**What you will do**
Scan the data for "found" and copy the lines it appears in.

[Records drawn from a dataset]
_ _ _ _

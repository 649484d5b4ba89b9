//! Access point scanning.

use super::{NetworkError, NetworkRecord, NetworkService, ScanStatus};
use crate::clock::Clock;
use log::{debug, info};
use std::time::Duration;

/// Reduce raw scan results to the list offered to the user.
///
/// Drops hidden networks and anything weaker than `min_signal_dbm`, keeps the
/// first `max_results` in scan order, then sorts strongest first. The sort is
/// stable, so equal signals stay in scan order.
pub fn filter_and_rank<I>(raw: I, max_results: usize, min_signal_dbm: i8) -> Vec<NetworkRecord>
where
    I: IntoIterator<Item = NetworkRecord>,
{
    let mut networks: Vec<NetworkRecord> = raw
        .into_iter()
        .filter(|n| !n.ssid.is_empty() && n.signal_dbm >= min_signal_dbm)
        .take(max_results)
        .collect();
    networks.sort_by(|a, b| b.signal_dbm.cmp(&a.signal_dbm));
    networks
}

/// Run a scan and return the usable networks, strongest first.
///
/// Clears old results, starts an asynchronous scan and polls every
/// `poll_interval` until it completes. The wait cannot be cancelled.
/// An empty result is returned as-is; the caller decides what to do.
pub fn scan_networks(
    network: &mut dyn NetworkService,
    clock: &dyn Clock,
    poll_interval: Duration,
    max_results: usize,
    min_signal_dbm: i8,
) -> Result<Vec<NetworkRecord>, NetworkError> {
    network.clear_scan_results();
    network.start_scan()?;

    let started = clock.now();
    let found = loop {
        match network.scan_status()? {
            ScanStatus::Running => clock.sleep(poll_interval),
            ScanStatus::Complete(count) => break count,
        }
    };
    debug!(
        "Scan finished in {:?} with {} raw results",
        clock.elapsed_since(started),
        found
    );

    let networks = filter_and_rank(
        (0..found).filter_map(|i| network.network_at(i)),
        max_results,
        min_signal_dbm,
    );
    info!(
        "Scan: {} of {} networks usable (>= {} dBm, max {})",
        networks.len(),
        found,
        min_signal_dbm,
        max_results
    );
    Ok(networks)
}

#[cfg(test)]
mod tests {
    use super::*;
    use crate::clock::ManualClock;
    use crate::network::SecurityKind;
    use crate::sim::SimulatedNetwork;
    use proptest::prelude::*;

    fn rec(ssid: &str, dbm: i8) -> NetworkRecord {
        NetworkRecord::new(ssid, dbm, SecurityKind::Protected)
    }

    fn ssids(networks: &[NetworkRecord]) -> Vec<&str> {
        networks.iter().map(|n| n.ssid.as_str()).collect()
    }

    #[test]
    fn test_filters_weak_networks() {
        let raw = vec![rec("A", -40), rec("B", -70), rec("C", -90)];
        let networks = filter_and_rank(raw, 10, -80);
        assert_eq!(networks, vec![rec("A", -40), rec("B", -70)]);
    }

    #[test]
    fn test_sorts_strongest_first() {
        let raw = vec![rec("weak", -75), rec("strong", -30), rec("mid", -55)];
        assert_eq!(
            ssids(&filter_and_rank(raw, 10, -80)),
            vec!["strong", "mid", "weak"]
        );
    }

    #[test]
    fn test_ties_keep_scan_order() {
        let raw = vec![rec("first", -60), rec("top", -20), rec("second", -60)];
        assert_eq!(
            ssids(&filter_and_rank(raw, 10, -80)),
            vec!["top", "first", "second"]
        );
    }

    #[test]
    fn test_cap_applies_before_sort() {
        let raw = vec![rec("A", -70), rec("B", -60), rec("C", -10)];
        assert_eq!(ssids(&filter_and_rank(raw, 2, -80)), vec!["B", "A"]);
    }

    #[test]
    fn test_signal_at_floor_is_kept() {
        let networks = filter_and_rank(vec![rec("edge", -80)], 10, -80);
        assert_eq!(networks.len(), 1);
    }

    #[test]
    fn test_hidden_networks_dropped() {
        let networks = filter_and_rank(vec![rec("", -20), rec("Visible", -50)], 10, -80);
        assert_eq!(ssids(&networks), vec!["Visible"]);
    }

    #[test]
    fn test_scan_polls_until_complete() {
        let clock = ManualClock::new();
        let mut network = SimulatedNetwork::new()
            .with_scan(vec![rec("A", -40), rec("B", -70), rec("C", -90)])
            .with_scan_polls(3);

        let networks = scan_networks(
            &mut network,
            &clock,
            Duration::from_millis(100),
            10,
            -80,
        )
        .unwrap();

        assert_eq!(networks, vec![rec("A", -40), rec("B", -70)]);
        assert_eq!(network.scans_started(), 1);
        // Three running polls, each followed by a sleep
        assert_eq!(clock.now(), Duration::from_millis(300));
    }

    #[test]
    fn test_scan_with_no_results_is_empty() {
        let clock = ManualClock::new();
        let mut network = SimulatedNetwork::new().with_scan(vec![]);
        let networks =
            scan_networks(&mut network, &clock, Duration::from_millis(100), 10, -80).unwrap();
        assert!(networks.is_empty());
    }

    fn arb_record() -> impl Strategy<Value = NetworkRecord> {
        ("[a-z]{1,6}", -100i8..=-20).prop_map(|(ssid, dbm)| rec(&ssid, dbm))
    }

    proptest! {
        #![proptest_config(ProptestConfig::with_cases(200))]

        /// Output is capped, above the floor, and sorted strongest first.
        #[test]
        fn output_respects_limits_and_order(
            raw in prop::collection::vec(arb_record(), 0..30),
            max in 1usize..15,
            floor in -100i8..=-20,
        ) {
            let networks = filter_and_rank(raw, max, floor);
            prop_assert!(networks.len() <= max);
            prop_assert!(networks.iter().all(|n| n.signal_dbm >= floor));
            prop_assert!(networks.windows(2).all(|w| w[0].signal_dbm >= w[1].signal_dbm));
        }

        /// Equal signals appear in the order the scan reported them.
        #[test]
        fn sort_is_stable(dbms in prop::collection::vec(-90i8..=-30, 0..20)) {
            let raw: Vec<NetworkRecord> = dbms
                .iter()
                .enumerate()
                .map(|(i, dbm)| rec(&format!("n{}", i), *dbm))
                .collect();
            let networks = filter_and_rank(raw, 20, -100);
            for pair in networks.windows(2) {
                if pair[0].signal_dbm == pair[1].signal_dbm {
                    let a: usize = pair[0].ssid[1..].parse().unwrap();
                    let b: usize = pair[1].ssid[1..].parse().unwrap();
                    prop_assert!(a < b);
                }
            }
        }
    }
}

#[cfg(feature = "tap-tests")]
mod tap_tests {
    use super::*;
    use crate::network::SecurityKind;
    use cardputer_wifi_setup_macros::tap_test;

    #[tap_test]
    fn ranking_filters_and_sorts() {
        let raw = vec![
            NetworkRecord::new("A", -40, SecurityKind::Open),
            NetworkRecord::new("B", -70, SecurityKind::Protected),
            NetworkRecord::new("C", -90, SecurityKind::Protected),
        ];
        let networks = filter_and_rank(raw, 10, -80);
        assert_eq!(networks.len(), 2);
        assert_eq!(networks[0].ssid, "A");
        assert_eq!(networks[1].ssid, "B");
    }
}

_ _ _ _

**Answer space**
    let found = loop {
        found
        (0..found).filter_map(|i| network.network_at(i)),
        found,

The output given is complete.